Not only that, the judge has ordered their release into the USA.
Needless to say, the administration is seeking a stay pending an appeal.
* * *
Even with military commissions, there could be problems for the US.
For instance, the professional association of the American psychologists has just sent a letter to the White House explaining why its members can no longer assist with detentions and interrogations.
It seems as though procuring raw material for Bush show trials could be more difficult in future.
A new legal opinion concluded that UK soldiers might face prosecution for handing over Iraqi prisoners to the Americans, where the detainees face mistreatment.
The Canadians are also getting restless.
The Canadian Bar Association is seeking the release of the military commission defendant Omar Khadr, and Canada’s Governor General, Michaëlle Jean (pic), is said to have also intervened.
There’s a new piece on Khadr in the Canadian online magazine Briarpatch.
All the while, extrajudicial trials for unknown war crimes continue to be set in motion at Guantánamo.
Former Chief Prosecutor Col. Morris Davis puts them in perspective in a new law review article on the history of military commissions.
Significantly, another Pentagon prosecutor has quit. He’s Lt. Col. Darrel Vandeveld, lead prosecutor in the military commission of Mohammad Jawad.
Jawad, like Khadr, was captured when a juvenile and charged with throwing a grenade at US soldiers.
As in Khadr’s case, there’s conflicting evidence that the grenade was thrown by the defendant, with the Pentagon busily blocking defence counsel’s access to possibly exculpatory evidence.
When Col. Vandeveld made known his qualms about failing to provide such evidence to the defence, he was accused by the Chief Prosecutor of, well, fraternising with the enemy, namely Jawad’s military counsel Major David Frakt.
Col. Vandeveld reports that he was compelled to have a psychiatric assessment after his ethics outburst.
There are worse things, however, than a lawyer being sent to a shrink. Joanne Mariner worries about mentally incompetent detainees being tried, while the government conceals evidence of their mental state.
And how would one prove incompetence?
According to government pleadings in the Washington DC habeas cases, defence counsel are not entitled to see medical records of detainees.
In another DC dirty trick, the government wants to file amended habeas returns to bolster evidence it had called watertight – when it was unreviewable.
* * *
Meanwhile in Miami, a US Attorney is trying the first case ever brought under the Torture Convention Implementation Act, a 1994 law that makes it a crime for US citizens to commit torture overseas.
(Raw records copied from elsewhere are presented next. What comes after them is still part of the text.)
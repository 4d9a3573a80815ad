//! Command-line interface entry point for `correlativas`

mod args;
mod commands;

use args::{Cli, Command};
use clap::Parser;
use correlativas::config::Config;
use correlativas::info;
use correlativas::logger::{enable_debug, enable_verbose, init_file_logging, set_level, Level};

fn main() {
    let args = Cli::parse();

    // Load configuration once at startup and apply CLI overrides to it
    let mut config = Config::load();
    let defaults = Config::from_defaults();
    config.apply_overrides(&args.to_config_overrides());

    // CLI flag overrides config; otherwise use config logging.level; fallback warn
    let effective_level = args
        .log_level
        .map(std::convert::Into::into)
        .or_else(|| config.logging.level.parse::<Level>().ok())
        .unwrap_or(Level::Warn);

    let mut level = effective_level;
    if args.debug_flag || level == Level::Debug {
        level = Level::Debug;
        enable_debug();
    }

    let verbose = args.verbose || config.logging.verbose;
    if verbose {
        enable_verbose();
    }
    set_level(level);

    // CLI flag wins, otherwise use config logging.file if set
    let config_log_path: Option<std::path::PathBuf> = if config.logging.file.is_empty() {
        None
    } else {
        Some(std::path::PathBuf::from(&config.logging.file))
    };

    if let Some(log_path) = args.log_file.as_ref().or(config_log_path.as_ref()) {
        let display_path = log_path.to_string_lossy();
        if init_file_logging(log_path) {
            if verbose {
                eprintln!("✓ File logging initialized at: {display_path}");
            } else {
                info!("File logging initialized at: {display_path}");
            }
        } else {
            eprintln!("✗ Failed to initialize file logging at: {display_path}");
        }
    }

    match args.command {
        Command::Config { subcommand } => {
            commands::config::run(subcommand, &config, &defaults);
        }
        Command::Plans { subcommand } => commands::plans::run(subcommand, &config),
        Command::Graph { json } => commands::graph::run_graph(&config, json),
        Command::Path { course } => commands::graph::run_path(&config, &course),
        Command::Year { label } => commands::graph::run_year(&config, &label),
        Command::Category { category } => {
            commands::graph::run_category(&config, category.into());
        }
        Command::Rank { limit } => commands::graph::run_rank(&config, limit),
        Command::Validate => commands::graph::run_validate(&config),
        Command::Check { course } => commands::progress::run(&config, &course, true),
        Command::Uncheck { course } => commands::progress::run(&config, &course, false),
    }
}
//! Integration smoke tests for `correlativas`

use correlativas::{get_version, CompletedSet, CurriculumGraph, PlanLibrary};

#[test]
fn version_is_not_empty() {
    let v = get_version();
    assert!(!v.trim().is_empty());
}

#[test]
fn bundled_plans_build() {
    let library = PlanLibrary::defaults().expect("bundled plans parse");
    for curriculum in library.plans() {
        let graph = CurriculumGraph::build(curriculum, &CompletedSet::new());
        assert_eq!(graph.courses().len(), curriculum.course_count());
        assert!(!graph.edges().is_empty(), "{} has no edges", curriculum.name);
    }
}
//! Config command handler

use super::fail;
use crate::args::ConfigSubcommand;
use correlativas::config::Config;
use std::io::{self, Write};

/// Dispatch config subcommands
///
/// `config` carries this run's CLI overrides and is only displayed; `set`
/// and `unset` edit the stored file so overrides never leak into it.
pub fn run(subcommand: Option<ConfigSubcommand>, config: &Config, defaults: &Config) {
    match subcommand {
        None => handle_config_get(config, None),
        Some(ConfigSubcommand::Get { key }) => handle_config_get(config, key),
        Some(ConfigSubcommand::Set { key, value }) => handle_config_set(&key, &value),
        Some(ConfigSubcommand::Unset { key }) => handle_config_unset(defaults, &key),
        Some(ConfigSubcommand::Reset) => handle_config_reset(),
    }
}

/// Handle the config get subcommand
pub fn handle_config_get(config: &Config, key: Option<String>) {
    if let Some(k) = key {
        match config.get(&k) {
            Some(value) => println!("{value}"),
            None => fail(&format!("Unknown config key: '{k}'")),
        }
    } else {
        println!("\n=== Configuration ===\n");
        print!("{config}");
    }
}

/// Handle the config set subcommand
pub fn handle_config_set(key: &str, value: &str) {
    let mut stored = Config::load();
    if let Err(e) = stored.set(key, value) {
        fail(&e);
    }

    if let Err(e) = stored.save() {
        fail(&format!("Failed to save config: {e}"));
    }

    println!("✓ Set {key} = {value}");
}

/// Handle the config unset subcommand
pub fn handle_config_unset(defaults: &Config, key: &str) {
    let mut stored = Config::load();
    if let Err(e) = stored.unset(key, defaults) {
        fail(&e);
    }

    if let Err(e) = stored.save() {
        fail(&format!("Failed to save config: {e}"));
    }

    println!("✓ Reset {key} to default");
}

/// Handle the config reset subcommand
pub fn handle_config_reset() {
    if !Config::get_config_file_path().exists() {
        println!("✓ Config is already at defaults");
        return;
    }

    print!("Are you sure you want to reset config to defaults? (y/n): ");
    io::stdout().flush().ok();

    let mut response = String::new();
    io::stdin().read_line(&mut response).ok();

    if response.trim().eq_ignore_ascii_case("y") || response.trim().eq_ignore_ascii_case("yes") {
        if let Err(e) = Config::reset() {
            fail(&format!("Failed to remove config file: {e}"));
        }
        println!("✓ Config reset to defaults");
    } else {
        println!("✗ Reset cancelled");
    }
}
The defendant is Charles (“Chuckie”) Taylor Jr, son of the Liberian dictator who is facing trial in the Hague.
Quite sensibly, defence lawyers asked the court to use the more liberal Bush Gang definition of torture.
The activation of the Torture Act by the Bush administration would seem to be an act of pure chutzpah and dangerous hypocrisy.
Think about the precedent! Joanne Mariner has more at FindLaw’s Writ_.
* * *
The Wall Street bailout has been passed by Congress and signed by our putative president.
Apparently, members of Congress who received the most money from Wall Street were the most likely to support the bailout, and McClatchy News noted that the sum contributed by the eight most troubled companies was $64 million.
Money talks – at least it buys access. That’s what the big investment banks got on April 28, 2004 when they won SEC exemptions from the net capital rule – with dire consequences.
* * *
While the talk in Washington is all about the financial crash and the Bush Regime having brought it on, the journalism watchdog at Harvard wonders why so few media have commented on those other crashes, i.e. John McCain’s frequent involuntary conversions of US military hardware when he was a Navy pilot.
Writing off states, if not planes, has been reported: the McCain (seen here) election campaign has abandoned Michigan.
That seems a waste, as Michigan Republicans had discovered an ingenious new way to stop potential Democrats from voting – lists of foreclosed homes. The New York Times has more.
It’s all a part of “caging voters, according to a former head of the Justice Department’s moribund Voting Section.
NYU Law School’s Brennan Center has a new study on the practice of purging voter rolls for political purposes.
Naturally, voter registration organisations are targeted when it is thought they might be registering Democrats.
Federal law requires the Social Security Administration to verify new voter registrations. Accordingly, the Bush administration has helpfully arranged for the Social Security computers to go offline for three days in October during the peak voter registration period.
Meanwhile, the House of Reps is considering a Bill that would stop the disenfranchisement of students, an old favourite of the Republicans.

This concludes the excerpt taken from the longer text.